═══ DATA UNDER STUDY ═══

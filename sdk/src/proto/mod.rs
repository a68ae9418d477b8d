//! # Wire Codec
//!
//! Every value that crosses the network boundary converts to and from a
//! tagged binary message. The contract is small and strict:
//!
//! - `from_protobuf(to_protobuf(x)) == x` for every valid `x`.
//! - Truncated or malformed bytes produce [`Error::Decode`]; required
//!   fields that are absent do too. Nothing silently falls back to a
//!   default.
//! - Unsigned domain values stored in signed wire fields are bit-cast both
//!   ways, so the conversion is symmetric over the whole `u64` range.
//!
//! The message definitions themselves live in [`services`].

pub mod services;

use prost::Message;

use crate::error::{Error, Result};

/// Conversion of a domain value into its wire message.
pub trait ToProtobuf {
    /// The wire message this value encodes to.
    type Protobuf: Message;

    /// Builds the wire message.
    fn to_protobuf(&self) -> Self::Protobuf;

    /// Encodes the wire message to bytes.
    fn to_bytes(&self) -> Vec<u8> {
        self.to_protobuf().encode_to_vec()
    }
}

/// Conversion of a wire message into a domain value.
pub trait FromProtobuf<P>: Sized {
    /// Validates and converts the wire message.
    fn from_protobuf(pb: P) -> Result<Self>;

    /// Decodes bytes and converts the resulting message.
    fn from_bytes(bytes: &[u8]) -> Result<Self>
    where
        P: Message + Default,
    {
        Self::from_protobuf(P::decode(bytes)?)
    }
}

/// Unwraps a message field the schema marks optional but the domain needs.
pub(crate) fn required<T>(value: Option<T>, field: &'static str) -> Result<T> {
    value.ok_or_else(|| Error::decode(format!("missing required field `{field}`")))
}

═══

▸ **AIM OF THE EXERCISE**:
What you return must match the records above exactly.

▸ **TASK OUTPUT**:
filename sdk/src/proto/mod.rs
repository a68ae9418d477b8d
//! # Wire Codec
//!
//! Every value that crosses the network boundary converts to and from a
//! tagged binary message. The contract is small and strict:
//!
//! - `from_protobuf(to_protobuf(x)) == x` for every valid `x`.
//! - Truncated or malformed bytes produce [`Error::Decode`]; required
//!   fields that are absent do too. Nothing silently falls back to a
//!   default.
//! - Unsigned domain values stored in signed wire fields are bit-cast both
//!   ways, so the conversion is symmetric over the whole `u64` range.
//!
//! The message definitions themselves live in [`services`].

pub mod services;

use prost::Message;

use crate::error::{Error, Result};

/// Conversion of a domain value into its wire message.
pub trait ToProtobuf {
    /// The wire message this value encodes to.
    type Protobuf: Message;

    /// Builds the wire message.
    fn to_protobuf(&self) -> Self::Protobuf;

    /// Encodes the wire message to bytes.
    fn to_bytes(&self) -> Vec<u8> {
        self.to_protobuf().encode_to_vec()
    }
}

/// Conversion of a wire message into a domain value.
pub trait FromProtobuf<P>: Sized {
    /// Validates and converts the wire message.
    fn from_protobuf(pb: P) -> Result<Self>;

    /// Decodes bytes and converts the resulting message.
    fn from_bytes(bytes: &[u8]) -> Result<Self>
    where
        P: Message + Default,
    {
        Self::from_protobuf(P::decode(bytes)?)
    }
}

/// Unwraps a message field the schema marks optional but the domain needs.
pub(crate) fn required<T>(value: Option<T>, field: &'static str) -> Result<T> {
    value.ok_or_else(|| Error::decode(format!("missing required field `{field}`")))
}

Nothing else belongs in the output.